-- EXERCISE DATA follows --

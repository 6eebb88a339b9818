//! Core domain types shared across the indexing pipeline and the query layer

use chrono::{DateTime, Utc};
use serde::{Deserialize, Serialize};
use std::path::Path;

/// Languages the engine recognizes. Rust has a semantic tree-sitter parser;
/// the rest are handled by textual parsers.
#[derive(Debug, Clone, Copy, PartialEq, Eq, Hash, Serialize, Deserialize, sqlx::Type)]
#[sqlx(type_name = "language", rename_all = "snake_case")]
pub enum Language {
    Rust,
    Python,
    JavaScript,
    TypeScript,
    Go,
    Java,
    CSharp,
    Ruby,
    Shell,
    Unknown,
}

impl Language {
    /// Detect language from a file extension (lowercased, without the dot)
    pub fn from_extension(extension: &str) -> Option<Self> {
        match extension.to_lowercase().as_str() {
            "rs" => Some(Language::Rust),
            "py" | "pyi" => Some(Language::Python),
            "js" | "mjs" | "cjs" | "jsx" => Some(Language::JavaScript),
            "ts" | "tsx" | "mts" => Some(Language::TypeScript),
            "go" => Some(Language::Go),
            "java" => Some(Language::Java),
            "cs" => Some(Language::CSharp),
            "rb" => Some(Language::Ruby),
            "sh" | "bash" | "zsh" => Some(Language::Shell),
            _ => None,
        }
    }

    /// Detect language from a shebang line, for extension-less scripts
    pub fn from_shebang(first_line: &str) -> Option<Self> {
        if !first_line.starts_with("#!") {
            return None;
        }
        let line = first_line.to_lowercase();
        if line.contains("python") {
            Some(Language::Python)
        } else if line.contains("node") {
            Some(Language::JavaScript)
        } else if line.contains("ruby") {
            Some(Language::Ruby)
        } else if line.contains("bash") || line.contains("/sh") || line.contains("zsh") {
            Some(Language::Shell)
        } else {
            None
        }
    }

    /// Parse language from string name, accepting common abbreviations
    pub fn from_name(name: &str) -> Option<Self> {
        match name.to_lowercase().as_str() {
            "rust" | "rs" => Some(Language::Rust),
            "python" | "py" => Some(Language::Python),
            "javascript" | "js" => Some(Language::JavaScript),
            "typescript" | "ts" => Some(Language::TypeScript),
            "go" | "golang" => Some(Language::Go),
            "java" => Some(Language::Java),
            "csharp" | "c#" | "cs" => Some(Language::CSharp),
            "ruby" | "rb" => Some(Language::Ruby),
            "shell" | "sh" | "bash" => Some(Language::Shell),
            _ => None,
        }
    }

    pub fn as_str(&self) -> &'static str {
        match self {
            Language::Rust => "rust",
            Language::Python => "python",
            Language::JavaScript => "javascript",
            Language::TypeScript => "typescript",
            Language::Go => "go",
            Language::Java => "java",
            Language::CSharp => "csharp",
            Language::Ruby => "ruby",
            Language::Shell => "shell",
            Language::Unknown => "unknown",
        }
    }
}

impl std::fmt::Display for Language {
    fn fmt(&self, f: &mut std::fmt::Formatter<'_>) -> std::fmt::Result {
        f.write_str(self.as_str())
    }
}

/// Kind of a source-code symbol
#[derive(Debug, Clone, Copy, PartialEq, Eq, Hash, Serialize, Deserialize, sqlx::Type)]
#[sqlx(type_name = "symbol_kind", rename_all = "snake_case")]
pub enum SymbolKind {
    Namespace,
    Class,
    Interface,
    Struct,
    Enum,
    Method,
    Function,
    Property,
    Field,
    Variable,
    Parameter,
    Constant,
    Event,
    Delegate,
    Constructor,
    Destructor,
    Module,
    Package,
    TypeParameter,
    Unknown,
}

impl SymbolKind {
    pub fn as_str(&self) -> &'static str {
        match self {
            SymbolKind::Namespace => "namespace",
            SymbolKind::Class => "class",
            SymbolKind::Interface => "interface",
            SymbolKind::Struct => "struct",
            SymbolKind::Enum => "enum",
            SymbolKind::Method => "method",
            SymbolKind::Function => "function",
            SymbolKind::Property => "property",
            SymbolKind::Field => "field",
            SymbolKind::Variable => "variable",
            SymbolKind::Parameter => "parameter",
            SymbolKind::Constant => "constant",
            SymbolKind::Event => "event",
            SymbolKind::Delegate => "delegate",
            SymbolKind::Constructor => "constructor",
            SymbolKind::Destructor => "destructor",
            SymbolKind::Module => "module",
            SymbolKind::Package => "package",
            SymbolKind::TypeParameter => "type_parameter",
            SymbolKind::Unknown => "unknown",
        }
    }

    /// Parse a kind filter supplied by a caller
    pub fn parse_kind(s: &str) -> Option<Self> {
        match s.to_lowercase().as_str() {
            "namespace" => Some(Self::Namespace),
            "class" => Some(Self::Class),
            "interface" | "trait" => Some(Self::Interface),
            "struct" => Some(Self::Struct),
            "enum" => Some(Self::Enum),
            "method" => Some(Self::Method),
            "function" | "fn" | "func" | "def" => Some(Self::Function),
            "property" => Some(Self::Property),
            "field" => Some(Self::Field),
            "variable" | "var" => Some(Self::Variable),
            "parameter" => Some(Self::Parameter),
            "constant" | "const" => Some(Self::Constant),
            "event" => Some(Self::Event),
            "delegate" => Some(Self::Delegate),
            "constructor" => Some(Self::Constructor),
            "destructor" => Some(Self::Destructor),
            "module" | "mod" => Some(Self::Module),
            "package" => Some(Self::Package),
            "type_parameter" => Some(Self::TypeParameter),
            _ => None,
        }
    }
}

impl std::fmt::Display for SymbolKind {
    fn fmt(&self, f: &mut std::fmt::Formatter<'_>) -> std::fmt::Result {
        f.write_str(self.as_str())
    }
}

/// Kind of a directed relationship between two symbols
#[derive(Debug, Clone, Copy, PartialEq, Eq, Hash, Serialize, Deserialize, sqlx::Type)]
#[sqlx(type_name = "edge_kind", rename_all = "snake_case")]
pub enum EdgeKind {
    Import,
    Inherits,
    Implements,
    Calls,
    References,
    Defines,
    Contains,
    Overrides,
    TypeOf,
    Returns,
    Unknown,
}

impl EdgeKind {
    pub fn as_str(&self) -> &'static str {
        match self {
            EdgeKind::Import => "import",
            EdgeKind::Inherits => "inherits",
            EdgeKind::Implements => "implements",
            EdgeKind::Calls => "calls",
            EdgeKind::References => "references",
            EdgeKind::Defines => "defines",
            EdgeKind::Contains => "contains",
            EdgeKind::Overrides => "overrides",
            EdgeKind::TypeOf => "type_of",
            EdgeKind::Returns => "returns",
            EdgeKind::Unknown => "unknown",
        }
    }

    pub fn parse_kind(s: &str) -> Option<Self> {
        match s.to_lowercase().as_str() {
            "import" => Some(Self::Import),
            "inherits" => Some(Self::Inherits),
            "implements" => Some(Self::Implements),
            "calls" => Some(Self::Calls),
            "references" => Some(Self::References),
            "defines" => Some(Self::Defines),
            "contains" => Some(Self::Contains),
            "overrides" => Some(Self::Overrides),
            "type_of" | "typeof" => Some(Self::TypeOf),
            "returns" => Some(Self::Returns),
            _ => None,
        }
    }
}

impl std::fmt::Display for EdgeKind {
    fn fmt(&self, f: &mut std::fmt::Formatter<'_>) -> std::fmt::Result {
        f.write_str(self.as_str())
    }
}

/// Indexing lifecycle state of a tracked branch
#[derive(Debug, Clone, Copy, PartialEq, Eq, Serialize, Deserialize, sqlx::Type)]
#[sqlx(type_name = "index_state", rename_all = "snake_case")]
pub enum IndexState {
    Pending,
    InProgress,
    Completed,
    Failed,
    Stale,
}

impl std::fmt::Display for IndexState {
    fn fmt(&self, f: &mut std::fmt::Formatter<'_>) -> std::fmt::Result {
        let s = match self {
            IndexState::Pending => "pending",
            IndexState::InProgress => "in_progress",
            IndexState::Completed => "completed",
            IndexState::Failed => "failed",
            IndexState::Stale => "stale",
        };
        f.write_str(s)
    }
}

/// How a file changed between the indexed commit and the current head
#[derive(Debug, Clone, Copy, PartialEq, Eq, Serialize, Deserialize)]
pub enum ChangeKind {
    Added,
    Modified,
    Deleted,
}

/// One changed file reported by the git tracker
#[derive(Debug, Clone)]
pub struct FileChange {
    /// Path relative to the repository root
    pub path: String,
    pub kind: ChangeKind,
    /// New blob content; None for deletions and filtered files
    pub content: Option<String>,
}

/// A symbol extracted by a parser, before persistence.
///
/// Parent links are indices into the containing parse result rather than
/// owning pointers; symbols within one file share the lifetime of that
/// file's index pass.
#[derive(Debug, Clone)]
pub struct ParsedSymbol {
    pub name: String,
    pub qualified_name: String,
    pub kind: SymbolKind,
    pub start_line: u32,
    pub end_line: u32,
    pub start_column: u32,
    pub end_column: u32,
    pub signature: Option<String>,
    pub documentation: Option<String>,
    pub modifiers: Vec<String>,
    /// Index of the enclosing symbol within the same parse result
    pub parent: Option<usize>,
}

/// Target of a parsed edge. In-file targets are symbol indices; everything
/// else is a qualified name resolved in a later pass against the committed
/// symbol table.
#[derive(Debug, Clone, PartialEq, Eq)]
pub enum EdgeTarget {
    Symbol(usize),
    Name(String),
}

/// A relationship extracted by a parser, before persistence
#[derive(Debug, Clone)]
pub struct ParsedEdge {
    /// Index of the source symbol within the same parse result
    pub source: usize,
    pub target: EdgeTarget,
    pub kind: EdgeKind,
    pub line: u32,
}

/// A contiguous, context-padded slice of a source file, the unit of
/// dense embedding
#[derive(Debug, Clone, Serialize, Deserialize)]
pub struct CodeChunk {
    pub file_path: String,
    pub symbol_name: String,
    pub symbol_kind: SymbolKind,
    pub language: Language,
    pub content: String,
    /// Span of the primary symbol
    pub symbol_start_line: u32,
    pub symbol_end_line: u32,
    /// Span of the chunk including context lines
    pub start_line: u32,
    pub end_line: u32,
    pub token_count: u32,
    pub parent_symbol: Option<String>,
    pub signature: Option<String>,
    pub documentation: Option<String>,
}

/// A 64-bit similarity fingerprint sliced into four 16-bit LSH bands.
/// Two symbols colliding in any band are near-duplicate candidates.
#[derive(Debug, Clone, Copy, PartialEq, Eq)]
pub struct Fingerprint {
    pub bits: u64,
    pub bands: [u16; 4],
}

/// Snapshot of a tracked branch as seen by the lifecycle registry
#[derive(Debug, Clone)]
pub struct BranchStatus {
    pub name: String,
    pub head_commit: String,
    pub indexed_commit: Option<String>,
    pub state: IndexState,
    pub last_indexed_at: Option<DateTime<Utc>>,
    pub last_accessed_at: DateTime<Utc>,
}

/// Detect the language of a file from its path, consulting the shebang of
/// extension-less files. `include_extensions` force-maps extensions that
/// would otherwise be filtered.
pub fn detect_language(
    path: &str,
    first_line: Option<&str>,
    include_extensions: &[String],
) -> Language {
    let ext = Path::new(path)
        .extension()
        .and_then(|e| e.to_str())
        .map(|e| e.to_lowercase());

    if let Some(ext) = &ext {
        if include_extensions.iter().any(|inc| inc.eq_ignore_ascii_case(ext)) {
            if let Some(lang) = Language::from_extension(ext) {
                return lang;
            }
        }
        if let Some(lang) = Language::from_extension(ext) {
            return lang;
        }
        return Language::Unknown;
    }

    if let Some(line) = first_line {
        if let Some(lang) = Language::from_shebang(line) {
            return lang;
        }
    }

    Language::Unknown
}

#[cfg(test)]
mod tests {
    use super::*;

    #[test]
    fn language_detection_prefers_extension() {
        assert_eq!(
            detect_language("src/main.rs", Some("#!/usr/bin/env python"), &[]),
            Language::Rust
        );
    }

    #[test]
    fn language_detection_falls_back_to_shebang() {
        assert_eq!(
            detect_language("scripts/deploy", Some("#!/usr/bin/env python3"), &[]),
            Language::Python
        );
        assert_eq!(
            detect_language("bin/run", Some("#!/bin/bash"), &[]),
            Language::Shell
        );
    }

    #[test]
    fn unknown_extension_is_unknown_even_with_shebang() {
        // An extension wins the detection order; an unrecognized one stops it.
        assert_eq!(
            detect_language("data.bin", Some("#!/usr/bin/env node"), &[]),
            Language::Unknown
        );
    }

    #[test]
    fn kind_parsing_accepts_aliases() {
        assert_eq!(SymbolKind::parse_kind("fn"), Some(SymbolKind::Function));
        assert_eq!(SymbolKind::parse_kind("trait"), Some(SymbolKind::Interface));
        assert_eq!(SymbolKind::parse_kind("widget"), None);
        assert_eq!(EdgeKind::parse_kind("typeof"), Some(EdgeKind::TypeOf));
    }
}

-- EXERCISE DATA concluded --

AIM OF THE EXERCISE:
Lines containing the word "before" are to be counted in the listing; state their number alone.

SOLUTION FOR THIS EXERCISE:
2